***** Extracted records
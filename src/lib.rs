//! a library for cycle-accurate DRAM/STT-MRAM memory controller simulation
use std::ffi::OsString;
use std::fs::File;
use std::io::{self, BufWriter, Write};
use std::sync::atomic::{AtomicBool, Ordering};

use clap::Parser;
use clap::CommandFactory;
use cli::{Cli, CompArgs, GenConfigArgs, RunArgs};
use eyre::Result;
use tracing::info;
use tracing::metadata::LevelFilter;
use tracing_subscriber::fmt::MakeWriter;

use crate::mem::config::{MemoryConfig, MemoryType};
use crate::mem::timing::{DramTiming, SmartMramTiming};

pub mod cli;
pub mod mem;
pub mod trace;

pub use mem::MemorySystem;

/// set by the ctrl-c handler; long runs poll it between cycles
pub static STOP: AtomicBool = AtomicBool::new(false);

pub fn stop_requested() -> bool {
    STOP.load(Ordering::Relaxed)
}

#[allow(dead_code)]
pub fn init_logger_info() {
    init_logger(LevelFilter::INFO, io::stderr);
}

#[allow(dead_code)]
pub fn init_logger_debug() {
    init_logger(LevelFilter::DEBUG, io::stderr);
}

#[allow(dead_code)]
pub fn init_logger(
    filter: LevelFilter,
    writter: impl for<'writer> MakeWriter<'writer> + 'static + Send + Sync,
) {
    tracing_subscriber::fmt()
        .with_env_filter(
            tracing_subscriber::EnvFilter::builder()
                .with_default_directive(filter.into())
                .from_env_lossy(),
        )
        .with_writer(writter)
        .with_ansi(false)
        .try_init()
        .unwrap_or_else(|e| {
            eprintln!("failed to init logger: {}", e);
        });
}

#[allow(dead_code)]
pub fn init_logger_stderr(filter: LevelFilter) {
    tracing_subscriber::fmt()
        .with_env_filter(
            tracing_subscriber::EnvFilter::builder()
                .with_default_directive(filter.into())
                .from_env_lossy(),
        )
        .with_ansi(true)
        .try_init()
        .unwrap_or_else(|e| {
            eprintln!("failed to init logger: {}", e);
        });
}

/// the main function of the simulator
pub fn main_inner<A, T>(args: A) -> Result<()>
where
    A: IntoIterator<Item = T>,
    T: Into<OsString> + Clone,
{
    let cli = Cli::parse_from(args);

    std::fs::create_dir_all("output/")?;
    let file_appender = tracing_appender::rolling::hourly("output/", "mramsim.log");
    let (non_blocking, _guard) = tracing_appender::non_blocking(file_appender);
    init_logger(LevelFilter::INFO, non_blocking);
    ctrlc::set_handler(|| {
        let _ = writeln!(
            io::stderr(),
            "\n------\nCTRL-C received, exiting gracefully"
        );
        let _ = writeln!(
            io::stderr(),
            "the simulator will stop at the end of the current cycle"
        );
        STOP.store(true, Ordering::Relaxed);
    })?;

    match cli.subcmd {
        cli::Operation::Run(RunArgs {
            config,
            trace: trace_path,
            max_cycles,
            csv,
            synthetic,
        }) => {
            println!("run with config: {:?}", config);
            let config = MemoryConfig::new(config)?;
            let output_path = config.output_path.clone();
            let entries = match trace_path {
                Some(path) => trace::parse_trace(path)?,
                None => trace::synthetic_trace(synthetic),
            };
            info!(transactions = entries.len(), "starting simulation");
            let current_time = std::time::Instant::now();
            let summary = match config.memory_type {
                MemoryType::Dram => {
                    trace::run_trace::<DramTiming>(config, entries, max_cycles, csv)?
                }
                MemoryType::SmartMram => {
                    trace::run_trace::<SmartMramTiming>(config, entries, max_cycles, csv)?
                }
            };
            if let Some(dir) = output_path.parent() {
                std::fs::create_dir_all(dir)?;
            }
            info!("the result will be written to {:?}", output_path);
            serde_json::to_writer_pretty(BufWriter::new(File::create(output_path)?), &summary)?;
            info!("time elapsed: {:?}", current_time.elapsed());
        }
        cli::Operation::GenConfig(GenConfigArgs { path, smart_mram }) => {
            let config = if smart_mram {
                MemoryConfig::from_ddr3_1333_smart_mram()
            } else {
                MemoryConfig::from_ddr3_1333()
            };
            config.save_to_file(&path)?;
            println!("wrote preset config to {:?}", path);
        }
        cli::Operation::Completion(CompArgs { shell }) => {
            let mut cmd = Cli::command();
            clap_complete::generate(shell, &mut cmd, "mramsim", &mut io::stdout());
        }
    };
    Ok(())
}

#[cfg(test)]
mod tests {
    use crate::mem::config::MemoryConfig;
    use crate::mem::timing::DramTiming;
    use crate::trace;

    #[test]
    fn synthetic_run_round_trips_every_transaction() {
        let config = MemoryConfig::from_ddr3_1333();
        let entries = trace::synthetic_trace(200);
        let summary =
            trace::run_trace::<DramTiming>(config, entries, Some(500_000), None).unwrap();
        assert_eq!(
            summary.reads_returned + summary.writes_completed,
            summary.transactions_admitted
        );
    }
}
**********
Directions >> Pick out the lines above containing the word "Some", then copy them.

Solution to the exercise >>
                Some(path) => trace::parse_trace(path)?,
            if let Some(dir) = output_path.parent() {
            trace::run_trace::<DramTiming>(config, entries, Some(500_000), None).unwrap();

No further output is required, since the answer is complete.